Saida days were soon over and in 1990 with the transition to the "civil peace" in the country, Zeina moved to the American University in Beirut to study sociology and architecture. Why not and she was the girl who was excellent in Math? However, she quickly realized that she was not interested in designing places, but more interested in how people saw those places. As such she left Architecture and began studying sociology and anthropology.
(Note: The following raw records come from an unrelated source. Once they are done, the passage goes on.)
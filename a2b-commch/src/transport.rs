//! Transport plumbing shared by the slave and master adapters
//!
//! A transport glues the engines to a mailbox writer, a clock and the application handler.
//! The adapters differ only in how frames reach the bus and how acknowledgments come back.

use crate::core::NodeAddr;
use crate::engine::{EncodeError, Storage, TxStatus};
use crate::event::{Event, EventKind, Handler};
use crate::format::Frame;
use crate::message::Message;
use crate::time::{Duration, Instant};

/// Error returned by transport operations
#[derive(Debug, Clone, Copy, PartialEq, Eq)]
#[cfg_attr(feature = "defmt", derive(defmt::Format))]
pub enum TransportError {
    /// The operation is not possible in the current state, e.g., a message is already in flight
    Failed,
    /// The message does not fit the transmit buffer
    ExceededCapacity,
    /// A frame or a status register could not be written
    MailboxWrite,
    /// A mailbox could not be read
    MailboxRead,
}

impl From<EncodeError> for TransportError {
    fn from(value: EncodeError) -> Self {
        match value {
            EncodeError::ExceededCapacity => TransportError::ExceededCapacity,
            EncodeError::Failed => TransportError::Failed,
        }
    }
}

#[derive(Debug, Clone, Copy, PartialEq, Eq)]
#[cfg_attr(feature = "defmt", derive(defmt::Format))]
pub enum MailboxWriteError {
    /// The bus transaction or request submission failed
    Bus,
    /// The request queue has no room left
    QueueFull,
    /// The writer cannot reach the destination node
    InvalidDestination,
}

/// Frame sink of a transport
///
/// Implementations must not block. A successful return means the frame was handed over, not
/// that the peer consumed it; consumption is reported separately as an acknowledgment.
pub trait MailboxWriter {
    fn write_frame(
        &mut self,
        frame: &Frame,
        destination: NodeAddr,
    ) -> Result<(), MailboxWriteError>;
}

/// Transport counters
///
/// Counters saturate instead of wrapping.
#[derive(Debug, Clone, Copy, Default, PartialEq, Eq)]
#[cfg_attr(feature = "defmt", derive(defmt::Format))]
pub struct Statistics {
    pub frames_sent: u32,
    pub frames_received: u32,
    pub messages_sent: u32,
    pub messages_received: u32,
    /// Sequence errors, invalid frames and oversized messages
    pub rx_errors: u32,
    pub tx_timeouts: u32,
    /// Failed mailbox reads and writes. Unreachable destinations are not counted.
    pub io_failures: u32,
}

fn increment(counter: &mut u32) {
    *counter = counter.saturating_add(1);
}

/// Engine driver state of one adapter
pub(crate) struct Session<'a, H: Handler> {
    storage: &'a mut Storage,
    handler: H,
    frame_timeout: Duration,
    last_write: Instant,
    tx_ack: bool,
    stats: Statistics,
}

impl<'a, H: Handler> Session<'a, H> {
    pub fn new(storage: &'a mut Storage, handler: H, frame_timeout: Duration) -> Self {
        storage.reset();
        Self {
            storage,
            handler,
            frame_timeout,
            last_write: Instant::from_ticks(0),
            tx_ack: false,
            stats: Statistics::default(),
        }
    }

    pub fn storage(&self) -> &Storage {
        &*self.storage
    }

    pub fn statistics(&self) -> Statistics {
        self.stats
    }

    pub fn handler(&self) -> &H {
        &self.handler
    }

    pub fn handler_mut(&mut self) -> &mut H {
        &mut self.handler
    }

    pub fn into_handler(self) -> H {
        self.handler
    }

    /// Loads a message and writes its first frame.
    ///
    /// Failures are reported through the return value only.
    pub fn start<W: MailboxWriter>(
        &mut self,
        writer: &mut W,
        message: Message<'_>,
        destination: NodeAddr,
        now: Instant,
    ) -> Result<(), TransportError> {
        let tx = &mut self.storage.tx;
        if tx.status() == TxStatus::Busy {
            debug!("Reject message id={:?}, transmitter busy", message.id);
            return Err(TransportError::Failed);
        }
        tx.load(message, destination)?;

        let frame = match tx.encode_next_frame() {
            Ok(frame) => frame,
            Err(err) => {
                warn!("Cannot encode message id={:?}: {:?}", message.id, err);
                tx.reset();
                return Err(err.into());
            }
        };

        if let Err(err) = writer.write_frame(&frame, destination) {
            warn!("Mailbox write to {:?} failed: {:?}", destination, err);
            tx.reset();
            if err != MailboxWriteError::InvalidDestination {
                increment(&mut self.stats.io_failures);
            }
            return Err(TransportError::MailboxWrite);
        }

        debug!(
            "Start message id={:?} length={} to {:?}",
            message.id,
            message.len(),
            destination
        );
        increment(&mut self.stats.frames_sent);
        self.last_write = now;
        self.tx_ack = false;
        Ok(())
    }

    /// Marks the last written frame as consumed by the peer.
    pub fn acknowledge(&mut self) {
        if self.storage.tx.status() == TxStatus::Busy {
            self.tx_ack = true;
        } else {
            trace!("Ignore acknowledgment, transmitter idle");
        }
    }

    /// Writes the next frame or completes the message once the last frame is acknowledged.
    pub fn advance<W: MailboxWriter>(
        &mut self,
        writer: &mut W,
        now: Instant,
    ) -> Result<(), TransportError> {
        if self.storage.tx.status() != TxStatus::Busy || !self.tx_ack {
            return Ok(());
        }
        self.tx_ack = false;

        if self.storage.tx.is_complete() {
            increment(&mut self.stats.messages_sent);
            self.finish(EventKind::TxDone);
            return Ok(());
        }

        let Some(destination) = self.storage.tx.destination() else {
            return Ok(());
        };
        let written = self
            .storage
            .tx
            .encode_next_frame()
            .map_err(|_| MailboxWriteError::Bus)
            .and_then(|frame| writer.write_frame(&frame, destination));

        match written {
            Ok(()) => {
                increment(&mut self.stats.frames_sent);
                self.last_write = now;
                Ok(())
            }
            Err(err) => {
                warn!("Mailbox write to {:?} failed: {:?}", destination, err);
                self.fail();
                Err(TransportError::MailboxWrite)
            }
        }
    }

    /// Fires the timeout transition if the last frame stayed unacknowledged for too long.
    pub fn check_timeout(&mut self, now: Instant) {
        if self.storage.tx.status() != TxStatus::Busy || self.tx_ack {
            return;
        }
        if now.saturating_duration_since(self.last_write) > self.frame_timeout {
            self.expire();
        }
    }

    /// Aborts the message in flight with a timeout.
    pub fn expire(&mut self) {
        if self.storage.tx.status() != TxStatus::Busy {
            return;
        }
        warn!(
            "Frame timeout, message to {:?} dropped at {} bytes",
            self.storage.tx.destination(),
            self.storage.tx.cursor()
        );
        increment(&mut self.stats.tx_timeouts);
        self.finish(EventKind::TxTimeout);
    }

    /// Aborts the message in flight with a failure.
    pub fn fail(&mut self) {
        if self.storage.tx.status() != TxStatus::Busy {
            return;
        }
        increment(&mut self.stats.io_failures);
        self.finish(EventKind::Failure);
    }

    fn finish(&mut self, kind: EventKind) {
        let tx = &self.storage.tx;
        if let Some(destination) = tx.destination() {
            self.handler
                .on_event(Event::new(kind, destination, tx.message()));
        }
        self.storage.tx.reset();
        self.tx_ack = false;
    }

    /// Feeds a frame received from `node` to the receiver.
    pub fn receive(&mut self, frame: Frame, node: NodeAddr) {
        increment(&mut self.stats.frames_received);
        let Some(event) = self.storage.rx.decode_frame(frame, node) else {
            return;
        };
        if event.kind == EventKind::RxMsg {
            increment(&mut self.stats.messages_received);
        } else {
            increment(&mut self.stats.rx_errors);
        }
        self.handler.on_event(event);
    }

    pub fn note_io_failure(&mut self) {
        increment(&mut self.stats.io_failures);
    }

    /// Drops both directions, failing a message in flight.
    pub fn shutdown(&mut self) {
        self.fail();
        self.storage.reset();
        self.tx_ack = false;
    }
}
Here too, Zeina found herself a stranger in her environment: AUB had transformed from the University of the middle classes to an elitist school, dominated by sectarian and class discrimination among the students. The Sidonian girl was surprised by the prefigured stereotypes that many students had of people of the south and by the sectarian engagement among students. "I had very few friends in the program I was studying; very few I could communicate with including Professor Nabil Bayhum". The story of this brave academic stayed engraved in Zeina's head. He led fierce battles against the Rebuilding Project of downtown Beirut with the Solidere Company, which cost him a lot; he left the university under pressure and moved to France.
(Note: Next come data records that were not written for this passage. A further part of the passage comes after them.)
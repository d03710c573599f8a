//! Slave node transport
//!
//! A slave processor reaches the bus through the I2C port of its local transceiver. It learns
//! about mailbox traffic by polling the mailbox status registers from `tick`.

use embedded_hal::i2c::I2c;

use crate::config::SlaveConfig;
use crate::core::{MailboxId, NodeAddr};
use crate::engine::{RxStatus, Storage, TxStatus};
use crate::event::Handler;
use crate::format::Frame;
use crate::message::Message;
use crate::payload::{PAYLOAD_LENGTH, Payload};
use crate::registers::{MailboxRegisters, MailboxStatus};
use crate::time::{Clock, Instant};
use crate::transport::{MailboxWriteError, MailboxWriter, Session, Statistics, TransportError};

/// Transport of a slave node
///
/// Messages are exchanged with the master only. Call `tick` periodically, at least as often
/// as `SlaveConfig::poll_interval`.
pub struct SlaveTransport<'a, I: I2c, C: Clock, H: Handler> {
    i2c: I,
    clock: C,
    config: SlaveConfig,
    next_poll: Instant,
    session: Session<'a, H>,
}

impl<'a, I: I2c, C: Clock, H: Handler> SlaveTransport<'a, I, C, H> {
    pub fn new(
        i2c: I,
        clock: C,
        handler: H,
        storage: &'a mut Storage,
        config: SlaveConfig,
    ) -> Self {
        let next_poll = clock.now();
        Self {
            i2c,
            clock,
            config,
            next_poll,
            session: Session::new(storage, handler, config.frame_timeout),
        }
    }

    /// Starts transmission of a message.
    ///
    /// The payload is copied, so `message` may be dropped on return. `destination` must be
    /// `NodeAddr::MASTER`.
    pub fn tx_msg(
        &mut self,
        message: Message<'_>,
        destination: NodeAddr,
    ) -> Result<(), TransportError> {
        let now = self.clock.now();
        let mut writer = I2cMailboxWriter {
            i2c: &mut self.i2c,
            address: self.config.local_address,
            mailbox: self.config.tx_mailbox,
        };
        self.session.start(&mut writer, message, destination, now)
    }

    /// Polls the mailboxes if due and advances transmission.
    ///
    /// Events are delivered to the handler from within this call. A failed poll is returned
    /// after the frame timeout has been checked, so a message in flight still times out while
    /// the bus is down.
    pub fn tick(&mut self) -> Result<(), TransportError> {
        let now = self.clock.now();
        if now >= self.next_poll {
            self.next_poll = now + self.config.poll_interval;
            if let Err(err) = self.poll_mailboxes() {
                self.session.note_io_failure();
                self.session.check_timeout(now);
                return Err(err);
            }
        }

        let mut writer = I2cMailboxWriter {
            i2c: &mut self.i2c,
            address: self.config.local_address,
            mailbox: self.config.tx_mailbox,
        };
        self.session.advance(&mut writer, now)?;
        self.session.check_timeout(now);
        Ok(())
    }

    fn poll_mailboxes(&mut self) -> Result<(), TransportError> {
        let rx = MailboxRegisters::of(self.config.rx_mailbox);
        let status = self.read_status(rx)?;
        if status.full_irq() {
            let mut bytes = [0; PAYLOAD_LENGTH];
            self.i2c
                .write_read(self.config.local_address, &[rx.data], &mut bytes)
                .map_err(|_| {
                    warn!("Mailbox {:?} data read failed", self.config.rx_mailbox);
                    TransportError::MailboxRead
                })?;
            self.clear_irq(rx, MailboxStatus::CLEAR_FULL_IRQ)?;
            trace!("Mailbox {:?} frame {:?}", self.config.rx_mailbox, bytes);
            self.session
                .receive(Frame::from(Payload::new(bytes)), NodeAddr::MASTER);
        }

        let tx = MailboxRegisters::of(self.config.tx_mailbox);
        let status = self.read_status(tx)?;
        if status.empty_irq() {
            self.clear_irq(tx, MailboxStatus::CLEAR_EMPTY_IRQ)?;
            self.session.acknowledge();
        }
        Ok(())
    }

    fn read_status(&mut self, mailbox: MailboxRegisters) -> Result<MailboxStatus, TransportError> {
        let mut status = [0];
        self.i2c
            .write_read(self.config.local_address, &[mailbox.status], &mut status)
            .map_err(|_| {
                warn!("Status register {} read failed", mailbox.status);
                TransportError::MailboxRead
            })?;
        Ok(MailboxStatus::from_bits(status[0]))
    }

    fn clear_irq(&mut self, mailbox: MailboxRegisters, bits: u8) -> Result<(), TransportError> {
        self.i2c
            .write(self.config.local_address, &[mailbox.status, bits])
            .map_err(|_| {
                warn!("Status register {} write failed", mailbox.status);
                TransportError::MailboxWrite
            })
    }

    pub fn tx_status(&self) -> TxStatus {
        self.session.storage().tx.status()
    }

    pub fn rx_status(&self) -> RxStatus {
        self.session.storage().rx.status()
    }

    pub fn statistics(&self) -> Statistics {
        self.session.statistics()
    }

    pub fn config(&self) -> &SlaveConfig {
        &self.config
    }

    pub fn handler(&self) -> &H {
        self.session.handler()
    }

    pub fn handler_mut(&mut self) -> &mut H {
        self.session.handler_mut()
    }

    /// Releases the I2C bus and the handler. A message in flight fails.
    pub fn release(mut self) -> (I, H) {
        self.session.shutdown();
        (self.i2c, self.session.into_handler())
    }
}

struct I2cMailboxWriter<'i, I: I2c> {
    i2c: &'i mut I,
    address: u8,
    mailbox: MailboxId,
}

impl<I: I2c> MailboxWriter for I2cMailboxWriter<'_, I> {
    fn write_frame(
        &mut self,
        frame: &Frame,
        destination: NodeAddr,
    ) -> Result<(), MailboxWriteError> {
        if !destination.is_master() {
            warn!("Slave cannot reach {:?}", destination);
            return Err(MailboxWriteError::InvalidDestination);
        }

        let registers = MailboxRegisters::of(self.mailbox);
        let mut buffer = [0; PAYLOAD_LENGTH + 1];
        buffer[0] = registers.data;
        buffer[1..].copy_from_slice(frame);
        trace!("Mailbox {:?} write {:?}", self.mailbox, buffer);
        self.i2c
            .write(self.address, &buffer)
            .map_err(|_| MailboxWriteError::Bus)
    }
}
Zeina finished her studies at the University and the project of traveling continued to strongly appeal to her. The destination, was the United States, specifically, Iowa State University, to prepare a Master's program in Anthropology. "I went to meet my new colonizer," she says, with a wide smile on her face. There from the first week, she met two Palestinian students and became an activists at the General Union of Palestinian Students (GUPS). In the US, Zeina broke an invisible barrier that used to block her actions in Lebanon; this transition can be summarized in colloquial: "I got outside myself". Her political and social activities began to increase. 1996, the year of the Israeli operation Grapes of Wrath on South Lebanon, she organized along with friends demonstrations and other activities protesting Zionism and the war on Lebanon. Parallel to this national struggle, was her struggle on another front, the Women's front. She wanted to fight the large amount of negative stereotypes and preconceived perceptions that Americans had of Arab and Muslim women, especially that western feminist studies were largely full of these narratives.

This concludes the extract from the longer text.